BOGOTA, Colombia – Procafecol S.A., the company that manages the Juan Valdez Café brand and retail chain, had an optimal financial performance in 2016’s first quarter. The positive results in terms of operating income, EBITDA (Earnings Before Interest Taxes Depreciation and Amortization), and net income reflect the consolidation of the brand’s expansion strategy through all of its commercial channels.
Between January and April 2016, Procafecol’s operating income increased 28% by reaching a total of US$ 19 million. The company’s net income reached a total of US$ 586,764, entailing an 82% increase compared to the US$ 323,028 registered during 2015’s first quarter.

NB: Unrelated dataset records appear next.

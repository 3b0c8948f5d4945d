//! CLI argument definitions for mungerline.
//!
//! # Commands
//!
//! | Command | Description |
//! |---------|-------------|
//! | `analyze` | Fetch a ticker and estimate its years to regress |
//! | `diagnose` | Run the regression on explicit inputs, no network |
//! | `classify` | Show the market tier each ticker shape maps to |
//!
//! # Global Options
//!
//! | Option | Default | Description |
//! |--------|---------|-------------|
//! | `--format` | `json` | Output format (json, table) |
//! | `--pretty` | `false` | Pretty-print JSON output |
//! | `--timeout-ms` | env or `8000` | Upstream call budget in ms |
//! | `--log-level` | `warn` | Base tracing level, overridden by `RUST_LOG` |
//! | `--log-format` | `pretty` | Log line format on stderr (pretty, json) |
//!
//! # Examples
//!
//! ```bash
//! mungerline analyze 600519 --target-pe 25
//! mungerline analyze AAPL --format table
//! mungerline diagnose --pe 30 --growth 15% --target-pe 20
//! mungerline classify 600519 00700 AAPL BRK.B
//! ```

use clap::{Args, Parser, Subcommand, ValueEnum};

pub const DEFAULT_TARGET_PE: f64 = 20.0;
pub const MIN_TARGET_PE: f64 = 10.0;
pub const MAX_TARGET_PE: f64 = 40.0;

/// How many years of earnings growth until today's price looks reasonable?
#[derive(Debug, Parser)]
#[command(
    name = "mungerline",
    author,
    version,
    about = "Years-to-regress valuation for A-share, Hong Kong and US tickers"
)]
pub struct Cli {
    /// Output format for results.
    #[arg(long, global = true, value_enum, default_value_t = OutputFormat::Json)]
    pub format: OutputFormat,

    /// Pretty-print JSON output with indentation.
    #[arg(long, global = true, default_value_t = false)]
    pub pretty: bool,

    /// Upstream call budget in milliseconds. Overrides MUNGERLINE_TIMEOUT_MS.
    #[arg(long, global = true)]
    pub timeout_ms: Option<u64>,

    /// Base log level (trace, debug, info, warn, error).
    #[arg(long, global = true, default_value = "warn")]
    pub log_level: String,

    #[arg(long, global = true, value_enum, default_value_t = LogFormat::Pretty)]
    pub log_format: LogFormat,

    #[command(subcommand)]
    pub command: Command,
}

#[derive(Debug, Clone, Copy, PartialEq, Eq, ValueEnum)]
pub enum OutputFormat {
    /// Aligned key/value lines for terminal display.
    Table,
    /// Single JSON object.
    Json,
}

#[derive(Debug, Clone, Copy, PartialEq, Eq, ValueEnum)]
pub enum LogFormat {
    Pretty,
    Json,
}

#[derive(Debug, Subcommand)]
pub enum Command {
    /// Fetch a ticker and estimate the years until its P/E regresses to the target.
    ///
    /// # Examples
    ///
    ///   mungerline analyze 600519
    ///   mungerline analyze 00700 --target-pe 15 --no-history
    ///   mungerline analyze AAPL --refresh --pretty
    Analyze(AnalyzeArgs),

    /// Run the regression on explicit P/E and growth inputs.
    ///
    /// # Examples
    ///
    ///   mungerline diagnose --pe 30 --growth 0.15
    ///   mungerline diagnose --pe 45 --growth 12% --target-pe 25
    Diagnose(DiagnoseArgs),

    /// Classify ticker shapes without fetching anything.
    Classify(ClassifyArgs),
}

#[derive(Debug, Args)]
pub struct AnalyzeArgs {
    /// A-share code (600519), Hong Kong code (00700) or US ticker (AAPL).
    pub ticker: String,

    /// Target P/E multiple, between 10 and 40.
    #[arg(long, default_value_t = DEFAULT_TARGET_PE, value_parser = parse_target_pe)]
    pub target_pe: f64,

    /// Trading days of price history to request. Overrides MUNGERLINE_HISTORY_DAYS.
    #[arg(long, conflicts_with = "no_history")]
    pub history_days: Option<u32>,

    /// Skip the price-history sub-fetch.
    #[arg(long, default_value_t = false)]
    pub no_history: bool,

    /// Ignore any cached quote and fetch fresh data.
    #[arg(long, default_value_t = false)]
    pub refresh: bool,
}

#[derive(Debug, Args)]
pub struct DiagnoseArgs {
    /// Current P/E. Negative values describe loss-making companies.
    #[arg(long, allow_hyphen_values = true)]
    pub pe: f64,

    /// Annual earnings growth as a fraction (0.15) or percentage (15%).
    #[arg(long, allow_hyphen_values = true, value_parser = parse_growth)]
    pub growth: f64,

    /// Target P/E multiple, between 10 and 40.
    #[arg(long, default_value_t = DEFAULT_TARGET_PE, value_parser = parse_target_pe)]
    pub target_pe: f64,
}

#[derive(Debug, Args)]
pub struct ClassifyArgs {
    #[arg(required = true, num_args = 1..)]
    pub tickers: Vec<String>,
}

fn parse_target_pe(value: &str) -> Result<f64, String> {
    let target: f64 = value
        .trim()
        .parse()
        .map_err(|_| format!("'{value}' is not a number"))?;
    if !(MIN_TARGET_PE..=MAX_TARGET_PE).contains(&target) {
        return Err(format!(
            "target P/E must be between {MIN_TARGET_PE} and {MAX_TARGET_PE}"
        ));
    }
    Ok(target)
}

fn parse_growth(value: &str) -> Result<f64, String> {
    let trimmed = value.trim();
    let (number, scale) = match trimmed.strip_suffix('%') {
        Some(number) => (number.trim(), 100.0),
        None => (trimmed, 1.0),
    };
    let rate = number
        .parse::<f64>()
        .map_err(|_| format!("'{value}' is not a growth rate"))?
        / scale;
    if !rate.is_finite() {
        return Err(format!("'{value}' is not a finite growth rate"));
    }
    Ok(rate)
}
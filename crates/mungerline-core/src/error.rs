use std::time::Duration;

use thiserror::Error;

use crate::domain::PartialQuote;

/// Validation errors raised while constructing domain values.
#[derive(Debug, Error, Clone, PartialEq, Eq)]
pub enum ValidationError {
    #[error("timestamp must be RFC3339 UTC (suffix Z): '{value}'")]
    TimestampNotUtc { value: String },

    #[error("calendar date must be YYYY-MM-DD: '{value}'")]
    InvalidDate { value: String },

    #[error("currency must be a 3-letter uppercase ISO code: '{value}'")]
    InvalidCurrency { value: String },

    #[error("field '{field}' must be finite")]
    NonFiniteValue { field: &'static str },

    #[error("field '{field}' must be greater than zero")]
    NonPositiveValue { field: &'static str },
}

/// Terminal outcome of a failed normalization request.
///
/// Every upstream failure is converted into one of these variants at the
/// normalizer boundary. Provider status codes and payloads never leak past it.
#[derive(Debug, Error, Clone, PartialEq)]
pub enum FetchError {
    #[error("ticker '{ticker}' does not match any known market shape")]
    InvalidFormat { ticker: String },

    #[error("no usable price for '{ticker}'")]
    PriceUnavailable { ticker: String },

    #[error("upstream rate limit reached{}", retry_after_suffix(.retry_after))]
    RateLimited { retry_after: Option<Duration> },

    #[error("incomplete financials: {detail}")]
    IncompleteFinancials {
        detail: String,
        /// Price, name and history that were fetched before the gap was hit.
        partial: Option<Box<PartialQuote>>,
    },

    #[error("upstream error: {0}")]
    UpstreamError(String),
}

impl FetchError {
    pub fn invalid_format(ticker: impl Into<String>) -> Self {
        Self::InvalidFormat {
            ticker: ticker.into(),
        }
    }

    pub fn incomplete(detail: impl Into<String>) -> Self {
        Self::IncompleteFinancials {
            detail: detail.into(),
            partial: None,
        }
    }

    pub fn timeout() -> Self {
        Self::UpstreamError(String::from("timeout"))
    }

    /// Attaches the degraded partial record to an `IncompleteFinancials` error.
    /// Other variants are returned unchanged.
    pub fn with_partial(self, partial: PartialQuote) -> Self {
        match self {
            Self::IncompleteFinancials { detail, .. } => Self::IncompleteFinancials {
                detail,
                partial: Some(Box::new(partial)),
            },
            other => other,
        }
    }

    pub fn partial(&self) -> Option<&PartialQuote> {
        match self {
            Self::IncompleteFinancials { partial, .. } => partial.as_deref(),
            _ => None,
        }
    }

    pub const fn code(&self) -> &'static str {
        match self {
            Self::InvalidFormat { .. } => "fetch.invalid_format",
            Self::PriceUnavailable { .. } => "fetch.price_unavailable",
            Self::RateLimited { .. } => "fetch.rate_limited",
            Self::IncompleteFinancials { .. } => "fetch.incomplete_financials",
            Self::UpstreamError(_) => "fetch.upstream_error",
        }
    }

    /// Short guidance for the person who issued the request.
    pub fn user_hint(&self) -> String {
        match self {
            Self::InvalidFormat { .. } => String::from(
                "use a 6-digit A-share code (600519), a 5-digit Hong Kong code (00700) or a US ticker (AAPL)",
            ),
            Self::PriceUnavailable { .. } => {
                String::from("the quote may be suspended or unknown; retry later or try another ticker")
            }
            Self::RateLimited {
                retry_after: Some(delay),
            } => format!("wait {} seconds before retrying", delay.as_secs().max(1)),
            Self::RateLimited { retry_after: None } => {
                String::from("wait a minute before retrying")
            }
            Self::IncompleteFinancials { .. } => String::from(
                "earnings data is insufficient for a valuation; price data may still be shown",
            ),
            Self::UpstreamError(_) => String::from("the data provider failed; retry shortly"),
        }
    }
}

fn retry_after_suffix(retry_after: &Option<Duration>) -> String {
    match retry_after {
        Some(delay) => format!(", retry after {}s", delay.as_secs().max(1)),
        None => String::new(),
    }
}

#[cfg(test)]
mod tests {
    use super::*;

    #[test]
    fn rate_limited_message_includes_delay() {
        let error = FetchError::RateLimited {
            retry_after: Some(Duration::from_secs(12)),
        };
        assert_eq!(error.to_string(), "upstream rate limit reached, retry after 12s");
        assert_eq!(error.user_hint(), "wait 12 seconds before retrying");
    }

    #[test]
    fn with_partial_only_touches_incomplete_financials() {
        let partial = PartialQuote {
            ticker: String::from("AAPL"),
            display_name: String::from("Apple Inc."),
            price: 190.0,
            currency: String::from("USD"),
            price_history: None,
        };

        let incomplete = FetchError::incomplete("no P/E").with_partial(partial.clone());
        assert_eq!(incomplete.partial(), Some(&partial));

        let upstream = FetchError::timeout().with_partial(partial);
        assert_eq!(upstream, FetchError::UpstreamError(String::from("timeout")));
    }
}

Similarly, the company’s EBITDA reached US$2,46 million; three times as much as the US$ 810,648 registered between January and April 2015.
The share of cost of sales in Procafecol’s operating income dropped from 39.8% in 2015’s first quarter to 37.1% in 2016.
Likewise, the share of expenses for operating activities in the company’s income declined 2.7% by going from 59.7% in 2015’s first quarter, to 57% between January and April 2016.
The expansion strategy led by Procafecol, which has been one of the key stimulants of the company’s growth, was strengthened during 2016’s first quarter.
A total of ten new Juan Valdez Café stores opened their doors to the public between January and April 2016.
Three of these stores are located in Colombia and seven are located abroad. By the end of March 2016, a total of 347 Juan Valdez Cafés were operating worldwide (232 in Colombia and 115 abroad).